Macro outlook for 2023 and beyond part one

MUFG Securities expects markets to perform better in 2023 than they did last year, if only because they have already priced in a lot of the downside risk and the shocks of 2020-22 were so outlandishly large. The most likely outcome may be a shallow recession and equally gradual recovery.

SWISS The team Tom Joyce leads published its 2023 outlook document, The New Macro Supercycle, in mid- January. What can we expect to see in markets in 2023?

JOYCE Although 2023 will be a tricky year, I think there are reasons to be optimistic. Where we are now from a market economic perspective is one of those fundamental points in time, such as 1918, 1945, 1989 and 2008. Some of these were geopolitical events, others were specific to markets.

When we look at the last two years, the magnitude of what has happened, almost all of which was unanticipated, is staggering. We have had the first truly global pandemic in a century, the first land war in Europe in 70 years, last year we had the biggest surge in inflation in 40 years and the fastest Fed [US Federal Reserve] tightening cycle in 40 years.
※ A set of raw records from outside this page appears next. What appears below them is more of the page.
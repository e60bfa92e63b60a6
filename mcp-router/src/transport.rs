//! MCP transport layer.

use rmcp::transport::io::stdio;
use rmcp::ServiceExt;

use super::server::TriBridMcpServer;

/// Serve MCP over stdio: JSON-RPC on stdin/stdout. Logs must go to stderr
/// while this transport is active.
pub async fn serve_stdio(server: TriBridMcpServer) -> anyhow::Result<()> {
    let service = server.serve(stdio()).await?;
    service.waiting().await?;
    Ok(())
}
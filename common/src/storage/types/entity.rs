use crate::{error::AppError, storage::db::SurrealDbClient, stored_object};

stored_object!(Entity, "entity", {
    corpus_id: String,
    name: String,
    /// Lowercased copy of `name`, maintained for case-insensitive lookups.
    name_lower: String,
    entity_type: EntityType,
    file_path: Option<String>,
    start_line: Option<u32>,
    end_line: Option<u32>,
    #[serde(default)]
    properties: serde_json::Value
});

#[derive(Debug, Clone, Copy, PartialEq, Eq, Serialize, Deserialize)]
#[serde(rename_all = "lowercase")]
pub enum EntityType {
    Function,
    Class,
    Module,
    Variable,
    Concept,
}

impl Entity {
    pub fn new(
        entity_id: String,
        corpus_id: String,
        name: String,
        entity_type: EntityType,
    ) -> Self {
        let now = Utc::now();
        let name_lower = name.to_lowercase();
        Self {
            id: entity_id,
            created_at: now,
            updated_at: now,
            corpus_id,
            name,
            name_lower,
            entity_type,
            file_path: None,
            start_line: None,
            end_line: None,
            properties: serde_json::Value::Null,
        }
    }

    pub fn at_location(mut self, file_path: impl Into<String>, start: u32, end: u32) -> Self {
        self.file_path = Some(file_path.into());
        self.start_line = Some(start);
        self.end_line = Some(end);
        self
    }

    /// Entities whose name equals any query token, case-insensitively.
    /// These are the graph leg's direct matches (hops = 0).
    pub async fn find_by_name_tokens(
        db: &SurrealDbClient,
        corpus_id: &str,
        tokens: &[String],
    ) -> Result<Vec<Entity>, AppError> {
        if tokens.is_empty() {
            return Ok(Vec::new());
        }

        let lowered: Vec<String> = tokens.iter().map(|t| t.to_lowercase()).collect();

        let mut response = db
            .query(
                "SELECT * FROM type::table($table) \
                 WHERE corpus_id = $corpus_id AND name_lower IN $tokens",
            )
            .bind(("table", Self::table_name().to_owned()))
            .bind(("corpus_id", corpus_id.to_owned()))
            .bind(("tokens", lowered))
            .await
            .map_err(AppError::Database)?;

        response.take(0).map_err(AppError::Database)
    }

    pub async fn fetch_by_ids(
        db: &SurrealDbClient,
        corpus_id: &str,
        ids: &[String],
    ) -> Result<Vec<Entity>, AppError> {
        if ids.is_empty() {
            return Ok(Vec::new());
        }

        let thing_ids: Vec<Thing> = ids
            .iter()
            .map(|id| Thing::from((Self::table_name(), id.as_str())))
            .collect();

        let mut response = db
            .query("SELECT * FROM type::table($table) WHERE id IN $things AND corpus_id = $corpus_id")
            .bind(("table", Self::table_name().to_owned()))
            .bind(("things", thing_ids))
            .bind(("corpus_id", corpus_id.to_owned()))
            .await
            .map_err(AppError::Database)?;

        response.take(0).map_err(AppError::Database)
    }

    pub async fn count_for_corpus(db: &SurrealDbClient, corpus_id: &str) -> Result<usize, AppError> {
        #[derive(Deserialize)]
        struct CountRow {
            total: Option<u64>,
        }

        let mut response = db
            .query("SELECT count() AS total FROM type::table($table) WHERE corpus_id = $corpus_id GROUP ALL")
            .bind(("table", Self::table_name().to_owned()))
            .bind(("corpus_id", corpus_id.to_owned()))
            .await
            .map_err(AppError::Database)?;

        let rows: Vec<CountRow> = response.take(0).map_err(AppError::Database)?;
        Ok(rows
            .first()
            .and_then(|row| row.total)
            .map(|v| v as usize)
            .unwrap_or(0))
    }
}

#[cfg(test)]
mod tests {
    use super::*;
    use uuid::Uuid;

    #[tokio::test]
    async fn name_lookup_is_case_insensitive() {
        let db = SurrealDbClient::memory("entity_ns", &Uuid::new_v4().to_string())
            .await
            .expect("in-memory surrealdb");

        let entity = Entity::new(
            "e1".into(),
            "repo".into(),
            "AuthManager".into(),
            EntityType::Class,
        );
        db.store_item(entity).await.expect("store entity");

        let hits = Entity::find_by_name_tokens(&db, "repo", &["authmanager".into()])
            .await
            .expect("lookup");
        assert_eq!(hits.len(), 1);
        assert_eq!(hits[0].name, "AuthManager");

        let misses = Entity::find_by_name_tokens(&db, "other", &["authmanager".into()])
            .await
            .expect("lookup");
        assert!(misses.is_empty(), "lookup must stay corpus-scoped");
    }
}
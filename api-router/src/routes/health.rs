use axum::{
    extract::{Query, State},
    Json,
};
use common::storage::types::{
    chunk::Chunk,
    entity::Entity,
    entity_relation::EntityRelation,
};
use serde::Deserialize;
use serde_json::json;

use crate::{
    api_state::ApiState,
    metrics::{CHUNKS_INDEXED_CURRENT, GRAPH_ENTITIES_CURRENT, GRAPH_RELATIONSHIPS_CURRENT},
};

/// Liveness: the process is up. No dependency probing here.
pub async fn health() -> Json<serde_json::Value> {
    Json(json!({
        "status": "healthy",
        "services": {
            "api": { "status": "up" },
        }
    }))
}

#[derive(Debug, Deserialize)]
pub struct ReadyScope {
    pub corpus_id: Option<String>,
}

/// Readiness: probes the chunk store and the graph store, optionally scoped
/// to one corpus. Degraded dependencies flip `ready` to false but the
/// response stays 200 so callers always get the full status shape.
pub async fn ready(
    State(state): State<ApiState>,
    Query(scope): Query<ReadyScope>,
) -> Json<serde_json::Value> {
    let corpus_id = scope
        .corpus_id
        .as_deref()
        .filter(|s| !s.trim().is_empty());

    let mut ready = true;
    let mut chunk_store = json!({ "ok": true, "error": null });
    let mut graph_store = json!({ "ok": true, "error": null });

    match probe_chunk_store(&state, corpus_id).await {
        Ok(count) => {
            if let Some(count) = count {
                metrics::gauge!(CHUNKS_INDEXED_CURRENT).set(count as f64);
                chunk_store["chunks"] = json!(count);
            }
        }
        Err(err) => {
            ready = false;
            chunk_store = json!({ "ok": false, "error": err });
        }
    }

    match probe_graph_store(&state, corpus_id).await {
        Ok(counts) => {
            if let Some((entities, relationships)) = counts {
                metrics::gauge!(GRAPH_ENTITIES_CURRENT).set(entities as f64);
                metrics::gauge!(GRAPH_RELATIONSHIPS_CURRENT).set(relationships as f64);
                graph_store["entities"] = json!(entities);
                graph_store["relationships"] = json!(relationships);
            }
        }
        Err(err) => {
            ready = false;
            graph_store = json!({ "ok": false, "error": err });
        }
    }

    Json(json!({
        "ready": ready,
        "corpus_id": corpus_id,
        "dependencies": {
            "chunk_store": chunk_store,
            "graph_store": graph_store,
        }
    }))
}

async fn probe_chunk_store(
    state: &ApiState,
    corpus_id: Option<&str>,
) -> Result<Option<usize>, String> {
    match corpus_id {
        Some(corpus) => Chunk::count_for_corpus(&state.db, corpus)
            .await
            .map(Some)
            .map_err(|e| e.to_string()),
        None => state
            .db
            .client
            .query("RETURN true")
            .await
            .map(|_| None)
            .map_err(|e| e.to_string()),
    }
}

async fn probe_graph_store(
    state: &ApiState,
    corpus_id: Option<&str>,
) -> Result<Option<(usize, usize)>, String> {
    match corpus_id {
        Some(corpus) => {
            let entities = Entity::count_for_corpus(&state.db, corpus)
                .await
                .map_err(|e| e.to_string())?;
            let relationships = EntityRelation::count_for_corpus(&state.db, corpus)
                .await
                .map_err(|e| e.to_string())?;
            Ok(Some((entities, relationships)))
        }
        None => state
            .db
            .client
            .query("RETURN true")
            .await
            .map(|_| None)
            .map_err(|e| e.to_string()),
    }
}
It wasn’t just the Fed – 84 per cent of central banks globally, or more than 90 central banks, tightened policy at the same time. We know monetary policy operates with a 12- 18 month lag. Due to all the events I have described, last year the aggregate returns for bonds and equities on a combined basis were the worst in a century.

The good news is this year should be better. This time last year the Fed was just beginning a brutal tightening cycle, whereas now we know we are at the end, even though there are still some things to pay attention to. In January 2022, inflation was at the early stages of a historic surge, whereas this year inflation will come down a lot – and maybe faster than we think. How much of it is sticky, and how long it takes to get the last bit out of the economy, is relevant. But it should still come down a lot.

This time last year, the Russian invasion of Ukraine had not yet happened, and when it did energy prices, especially the price of natural gas, surged. Energy prices should come down quite a bit over the course of this year. On a multiyear basis they may work their way higher, for a host of reasons. But energy prices should moderate in 2023.

China was in lockdown a year ago, now it has reopened. The US dollar was in the midst of a historic strengthening this time last year – a 20 per cent strengthening in just 12 months that squeezed the global financial system, especially emerging markets that comprise 40 per cent of global GDP. This year, the US dollar will almost certainly moderate – after strengthening in seven of the last nine years.

In 2022, the market was myopically obsessed and focused on Fed tightening and inflation, whereas in 2023 the focus will likely shift to growth and earnings. The good news about this is that a lot of it is priced in. This is because something very unusual is going on right now: we have the most highly telegraphed recession, almost ever.

Let’s remember that the Fed has not accurately predicted one US recession in the entire post-World War II period. Recessions have typically come out of nowhere. This recession, on the other hand, could be seen coming months ahead of time. Whether or not the US goes into recession might be the less important question. Whether Europe or the US contract by 0.3 per cent or grow by 0.3 per cent, we know there is a major deceleration underway, we can see it and we can price in a lot of it.

We published our 2023 outlook in mid-January. Looking at the Wall Street outlooks published in November 2022, it sounds like they are talking about another world. We have changed a huge amount, in a more positive direction, in just seven weeks.

Back at the end of November, China was in hardcore lockdown just coming out of the National People’s Congress and there was no sign of this changing. Now, it has completely pivoted. In Europe, we were contemplating a deep recession in late November or early December. It turns out the winter has been mild and we have had some really nice flash PMI data.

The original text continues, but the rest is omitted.